//! Building footprint extraction for an area of interest.
//!
//! A run resolves the grid cells under the AOI, maps them to the current
//! municipality datasets, looks each dataset resource up in the catalog,
//! reads the per-cell CityGML file out of the remote archive, then merges,
//! clips and filters the buildings:
//!
//! ```text
//! AOI -> CellResolver -> RemoteLocator -> CellFetcher (per cell)
//!     -> merge -> SpatialClipper -> AttributeFilter -> Exporter
//! ```
//!
//! Reference data (grid, registry, code table) is loaded once and shared
//! read-only between runs.

pub mod clip;
pub mod config;
pub mod error;
pub mod fetcher;
pub mod filter;
pub mod locator;
pub mod merge;
pub mod pipeline;
pub mod reference;
pub mod resolver;

pub use clip::SpatialClipper;
pub use config::{ExtractorConfig, DEFAULT_CATALOG_BASE_URL, DEFAULT_LAYER_PATTERN};
pub use error::{ExtractError, Result};
pub use fetcher::{CellData, CellFetcher};
pub use filter::{AttributeFilter, HeightRange, MAX_HEIGHT, MIN_HEIGHT};
pub use locator::{compose_path, CatalogClient, CkanCatalog, RemoteLocator};
pub use merge::merge;
pub use pipeline::{EmptyReason, Extraction, Extractor, RunState};
pub use reference::{
    CatalogRegistry, DatasetEntry, GridCell, GridIndex, MeshMunicipalityMap, ReferenceData,
};
pub use resolver::{CellResolver, CellResource};
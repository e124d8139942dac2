//! Cached access to entries of virtual archive paths.

use std::collections::HashMap;
use std::sync::{Arc, Mutex};

use bytes::Bytes;
use reqwest::Client;
use tokio::sync::OnceCell;
use tracing::{debug, info, instrument};

use crate::archive::ZipIndex;
use crate::error::{ArchiveError, Result};
use crate::path::{ArchiveLocation, VirtualPath};
use crate::source::{FileRangeSource, HttpRangeSource, RangeSource};

type IndexCell = Arc<OnceCell<Arc<ZipIndex>>>;

/// Reads single entries out of local or remote ZIP archives.
///
/// The central directory of each archive is fetched once and shared by all
/// later reads through this reader, including concurrent ones. Drop the
/// reader to forget those directories.
pub struct ArchiveReader {
    client: Client,
    indexes: Mutex<HashMap<String, IndexCell>>,
}

impl ArchiveReader {
    /// Create a reader sharing an existing HTTP client.
    pub fn with_client(client: Client) -> Self {
        Self {
            client,
            indexes: Mutex::new(HashMap::new()),
        }
    }

    fn source(&self, location: &ArchiveLocation) -> Arc<dyn RangeSource> {
        match location {
            ArchiveLocation::Remote(url) => {
                Arc::new(HttpRangeSource::new(self.client.clone(), url.clone()))
            }
            ArchiveLocation::Local(path) => Arc::new(FileRangeSource::new(path.clone())),
        }
    }

    fn index_cell(&self, key: &str) -> IndexCell {
        let mut indexes = self
            .indexes
            .lock()
            .unwrap_or_else(|poisoned| poisoned.into_inner());
        indexes
            .entry(key.to_string())
            .or_insert_with(|| Arc::new(OnceCell::new()))
            .clone()
    }

    async fn index(&self, location: &ArchiveLocation) -> Result<Arc<ZipIndex>> {
        let cell = self.index_cell(&location.cache_key());
        let index = cell
            .get_or_try_init(|| async {
                let index = ZipIndex::load(self.source(location)).await?;
                info!(archive = %location, entries = index.len(), "Loaded archive index");
                Ok::<_, ArchiveError>(Arc::new(index))
            })
            .await?;
        Ok(index.clone())
    }

    /// Read one entry. `Ok(None)` when the archive has no such entry.
    #[instrument(skip(self, path), fields(path = %path))]
    pub async fn read_entry(&self, path: &VirtualPath) -> Result<Option<Bytes>> {
        let index = self.index(path.archive()).await?;

        let Some(entry) = index.find(path.entry()) else {
            debug!("Entry not present in archive");
            return Ok(None);
        };

        let data = index.read(entry).await?;
        debug!(entry = %entry, bytes = data.len(), "Read archive entry");
        Ok(Some(data))
    }

    /// Number of archives with a loaded index.
    pub fn cached_archives(&self) -> usize {
        let indexes = self
            .indexes
            .lock()
            .unwrap_or_else(|poisoned| poisoned.into_inner());
        indexes.values().filter(|cell| cell.initialized()).count()
    }
}
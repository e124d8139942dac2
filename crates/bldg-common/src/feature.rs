//! Building feature model.
//!
//! A [`FeatureCollection`] carries an ordered list of features together with
//! the attribute schema that describes them. Attributes missing from a
//! feature are treated as null; the schema is the authority on which columns
//! exist and in what order they are written.

use std::collections::BTreeMap;
use std::fmt;

use geo::{BoundingRect, MultiPolygon, Rect};
use serde::{Deserialize, Serialize};

/// GML object identifier attribute.
pub const GML_ID: &str = "gml_id";

/// Building identifier attribute (`uro:buildingID`).
pub const BUILDING_ID: &str = "buildingID";

/// Measured building height attribute (`bldg:measuredHeight`), in metres.
pub const MEASURED_HEIGHT: &str = "measuredHeight";

/// Typed attribute value.
#[derive(Debug, Clone, PartialEq, Serialize, Deserialize)]
#[serde(untagged)]
pub enum AttributeValue {
    Integer(i64),
    Real(f64),
    Text(String),
}

impl AttributeValue {
    /// The schema type this value belongs to.
    pub fn field_type(&self) -> FieldType {
        match self {
            AttributeValue::Integer(_) => FieldType::Integer,
            AttributeValue::Real(_) => FieldType::Real,
            AttributeValue::Text(_) => FieldType::Text,
        }
    }

    /// Borrow the value as text, if it is text.
    pub fn as_str(&self) -> Option<&str> {
        match self {
            AttributeValue::Text(s) => Some(s),
            _ => None,
        }
    }

    /// Numeric view of the value. Text is never coerced.
    pub fn as_f64(&self) -> Option<f64> {
        match self {
            AttributeValue::Integer(v) => Some(*v as f64),
            AttributeValue::Real(v) => Some(*v),
            AttributeValue::Text(_) => None,
        }
    }

    /// Integer view of the value.
    pub fn as_i64(&self) -> Option<i64> {
        match self {
            AttributeValue::Integer(v) => Some(*v),
            _ => None,
        }
    }

    /// Convert to a JSON value.
    pub fn to_json(&self) -> serde_json::Value {
        match self {
            AttributeValue::Integer(v) => serde_json::Value::from(*v),
            AttributeValue::Real(v) => serde_json::Number::from_f64(*v)
                .map(serde_json::Value::Number)
                .unwrap_or(serde_json::Value::Null),
            AttributeValue::Text(s) => serde_json::Value::String(s.clone()),
        }
    }

    /// Parse raw text into a value of the requested type.
    ///
    /// Returns `None` when the text does not parse as that type.
    pub fn parse_as(text: &str, field_type: FieldType) -> Option<Self> {
        let text = text.trim();
        match field_type {
            FieldType::Text => Some(AttributeValue::Text(text.to_string())),
            FieldType::Integer => text.parse().ok().map(AttributeValue::Integer),
            FieldType::Real => text.parse().ok().map(AttributeValue::Real),
        }
    }
}

impl fmt::Display for AttributeValue {
    fn fmt(&self, f: &mut fmt::Formatter<'_>) -> fmt::Result {
        match self {
            AttributeValue::Integer(v) => write!(f, "{v}"),
            AttributeValue::Real(v) => write!(f, "{v}"),
            AttributeValue::Text(s) => f.write_str(s),
        }
    }
}

impl From<&str> for AttributeValue {
    fn from(s: &str) -> Self {
        AttributeValue::Text(s.to_string())
    }
}

impl From<String> for AttributeValue {
    fn from(s: String) -> Self {
        AttributeValue::Text(s)
    }
}

impl From<f64> for AttributeValue {
    fn from(v: f64) -> Self {
        AttributeValue::Real(v)
    }
}

impl From<i64> for AttributeValue {
    fn from(v: i64) -> Self {
        AttributeValue::Integer(v)
    }
}

/// Column type of a schema field.
#[derive(Debug, Clone, Copy, PartialEq, Eq, Hash, Serialize, Deserialize)]
#[serde(rename_all = "lowercase")]
pub enum FieldType {
    Integer,
    Real,
    Text,
}

impl FieldType {
    /// Smallest type able to hold values of both `self` and `other`.
    pub fn widen(self, other: FieldType) -> FieldType {
        match (self, other) {
            (a, b) if a == b => a,
            (FieldType::Integer, FieldType::Real) | (FieldType::Real, FieldType::Integer) => {
                FieldType::Real
            }
            _ => FieldType::Text,
        }
    }
}

/// A named, typed attribute column.
#[derive(Debug, Clone, PartialEq, Eq, Serialize, Deserialize)]
pub struct Field {
    pub name: String,
    pub field_type: FieldType,
}

impl Field {
    pub fn new(name: impl Into<String>, field_type: FieldType) -> Self {
        Self {
            name: name.into(),
            field_type,
        }
    }
}

/// Ordered attribute schema.
#[derive(Debug, Clone, Default, PartialEq, Eq, Serialize, Deserialize)]
pub struct Schema {
    fields: Vec<Field>,
}

impl Schema {
    /// Create an empty schema.
    pub fn new() -> Self {
        Self::default()
    }

    /// Builder-style field addition.
    pub fn with_field(mut self, name: impl Into<String>, field_type: FieldType) -> Self {
        self.merge_field(Field::new(name, field_type));
        self
    }

    pub fn fields(&self) -> &[Field] {
        &self.fields
    }

    pub fn len(&self) -> usize {
        self.fields.len()
    }

    pub fn is_empty(&self) -> bool {
        self.fields.is_empty()
    }

    /// Look up a field by name.
    pub fn get(&self, name: &str) -> Option<&Field> {
        self.fields.iter().find(|f| f.name == name)
    }

    pub fn contains(&self, name: &str) -> bool {
        self.get(name).is_some()
    }

    /// Add a field, widening its type if a field of that name exists.
    ///
    /// New fields are appended, so field order is first-seen order.
    pub fn merge_field(&mut self, field: Field) {
        match self.fields.iter_mut().find(|f| f.name == field.name) {
            Some(existing) => existing.field_type = existing.field_type.widen(field.field_type),
            None => self.fields.push(field),
        }
    }

    /// Union of two schemas. Fields of `self` come first.
    pub fn union(&self, other: &Schema) -> Schema {
        let mut merged = self.clone();
        for field in &other.fields {
            merged.merge_field(field.clone());
        }
        merged
    }

    /// Field names in schema order.
    pub fn names(&self) -> impl Iterator<Item = &str> {
        self.fields.iter().map(|f| f.name.as_str())
    }
}

/// One building record: footprint geometry plus attributes.
#[derive(Debug, Clone, PartialEq)]
pub struct Feature {
    pub geometry: MultiPolygon<f64>,
    pub attributes: BTreeMap<String, AttributeValue>,
}

impl Feature {
    /// Create a feature with no attributes.
    pub fn new(geometry: MultiPolygon<f64>) -> Self {
        Self {
            geometry,
            attributes: BTreeMap::new(),
        }
    }

    /// Set an attribute value.
    pub fn with_attribute(mut self, name: impl Into<String>, value: impl Into<AttributeValue>) -> Self {
        self.attributes.insert(name.into(), value.into());
        self
    }

    pub fn attribute(&self, name: &str) -> Option<&AttributeValue> {
        self.attributes.get(name)
    }

    pub fn gml_id(&self) -> Option<&str> {
        self.attribute(GML_ID).and_then(AttributeValue::as_str)
    }

    pub fn building_id(&self) -> Option<&str> {
        self.attribute(BUILDING_ID).and_then(AttributeValue::as_str)
    }

    pub fn measured_height(&self) -> Option<f64> {
        self.attribute(MEASURED_HEIGHT).and_then(AttributeValue::as_f64)
    }

    pub fn bounding_rect(&self) -> Option<Rect<f64>> {
        self.geometry.bounding_rect()
    }
}

/// Ordered collection of features with a unioned schema.
#[derive(Debug, Clone, Default, PartialEq)]
pub struct FeatureCollection {
    schema: Schema,
    features: Vec<Feature>,
}

impl FeatureCollection {
    /// Create an empty collection with the given schema.
    pub fn new(schema: Schema) -> Self {
        Self {
            schema,
            features: Vec::new(),
        }
    }

    /// Create a collection from a schema and features.
    ///
    /// Attributes present on features but absent from the schema are
    /// appended to it.
    pub fn from_parts(schema: Schema, features: Vec<Feature>) -> Self {
        let mut collection = Self::new(schema);
        for feature in features {
            collection.push(feature);
        }
        collection
    }

    /// Append a feature, extending the schema with any new attributes.
    pub fn push(&mut self, feature: Feature) {
        for (name, value) in &feature.attributes {
            self.schema
                .merge_field(Field::new(name.clone(), value.field_type()));
        }
        self.features.push(feature);
    }

    pub fn schema(&self) -> &Schema {
        &self.schema
    }

    pub fn features(&self) -> &[Feature] {
        &self.features
    }

    pub fn len(&self) -> usize {
        self.features.len()
    }

    pub fn is_empty(&self) -> bool {
        self.features.is_empty()
    }

    pub fn iter(&self) -> std::slice::Iter<'_, Feature> {
        self.features.iter()
    }

    pub fn into_parts(self) -> (Schema, Vec<Feature>) {
        (self.schema, self.features)
    }

    /// New collection holding the features matching `predicate`.
    ///
    /// Relative order and the schema are preserved; `self` is untouched.
    pub fn filtered<P>(&self, mut predicate: P) -> FeatureCollection
    where
        P: FnMut(&Feature) -> bool,
    {
        FeatureCollection {
            schema: self.schema.clone(),
            features: self.features.iter().filter(|f| predicate(f)).cloned().collect(),
        }
    }

    /// Building identifiers of all features that carry one.
    pub fn building_ids(&self) -> Vec<&str> {
        self.features.iter().filter_map(Feature::building_id).collect()
    }

    /// Combined bounding rectangle of every feature geometry.
    pub fn bounds(&self) -> Option<Rect<f64>> {
        self.features
            .iter()
            .filter_map(Feature::bounding_rect)
            .reduce(|a, b| {
                Rect::new(
                    (a.min().x.min(b.min().x), a.min().y.min(b.min().y)),
                    (a.max().x.max(b.max().x), a.max().y.max(b.max().y)),
                )
            })
    }
}

impl<'a> IntoIterator for &'a FeatureCollection {
    type Item = &'a Feature;
    type IntoIter = std::slice::Iter<'a, Feature>;

    fn into_iter(self) -> Self::IntoIter {
        self.features.iter()
    }
}

#[cfg(test)]
mod tests {
    use super::*;
    use geo::{polygon, MultiPolygon};

    fn square() -> MultiPolygon<f64> {
        MultiPolygon(vec![polygon![
            (x: 0.0, y: 0.0),
            (x: 1.0, y: 0.0),
            (x: 1.0, y: 1.0),
            (x: 0.0, y: 1.0),
        ]])
    }

    #[test]
    fn test_widen_types() {
        assert_eq!(FieldType::Integer.widen(FieldType::Real), FieldType::Real);
        assert_eq!(FieldType::Real.widen(FieldType::Real), FieldType::Real);
        assert_eq!(FieldType::Integer.widen(FieldType::Text), FieldType::Text);
    }

    #[test]
    fn test_push_extends_schema() {
        let mut fc = FeatureCollection::new(Schema::new().with_field(BUILDING_ID, FieldType::Text));
        fc.push(
            Feature::new(square())
                .with_attribute(BUILDING_ID, "13101-bldg-1")
                .with_attribute(MEASURED_HEIGHT, 12.5),
        );
        let names: Vec<_> = fc.schema().names().collect();
        assert_eq!(names, vec![BUILDING_ID, MEASURED_HEIGHT]);
    }

    #[test]
    fn test_typed_accessors() {
        let f = Feature::new(square())
            .with_attribute(BUILDING_ID, "13101-bldg-1")
            .with_attribute(MEASURED_HEIGHT, 7_i64);
        assert_eq!(f.building_id(), Some("13101-bldg-1"));
        assert_eq!(f.measured_height(), Some(7.0));

        let text_height = Feature::new(square()).with_attribute(MEASURED_HEIGHT, "7.0");
        assert_eq!(text_height.measured_height(), None);
    }

    #[test]
    fn test_filtered_does_not_mutate_source() {
        let fc = FeatureCollection::from_parts(
            Schema::new(),
            vec![
                Feature::new(square()).with_attribute(BUILDING_ID, "a"),
                Feature::new(square()).with_attribute(BUILDING_ID, "b"),
            ],
        );
        let only_b = fc.filtered(|f| f.building_id() == Some("b"));
        assert_eq!(only_b.building_ids(), vec!["b"]);
        assert_eq!(fc.len(), 2);
        assert_eq!(only_b.schema(), fc.schema());
    }

    #[test]
    fn test_parse_as() {
        assert_eq!(
            AttributeValue::parse_as(" 12.5 ", FieldType::Real),
            Some(AttributeValue::Real(12.5))
        );
        assert_eq!(AttributeValue::parse_as("x", FieldType::Integer), None);
    }
}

------------------------------------------------------------

Exactly those lines that run from the start of the listing to the line containing "municipality datasets, looks" should be output, and no others.

//! Building footprint extraction for an area of interest.
//!
//! A run resolves the grid cells under the AOI, maps them to the current
//! municipality datasets, looks each dataset resource up in the catalog,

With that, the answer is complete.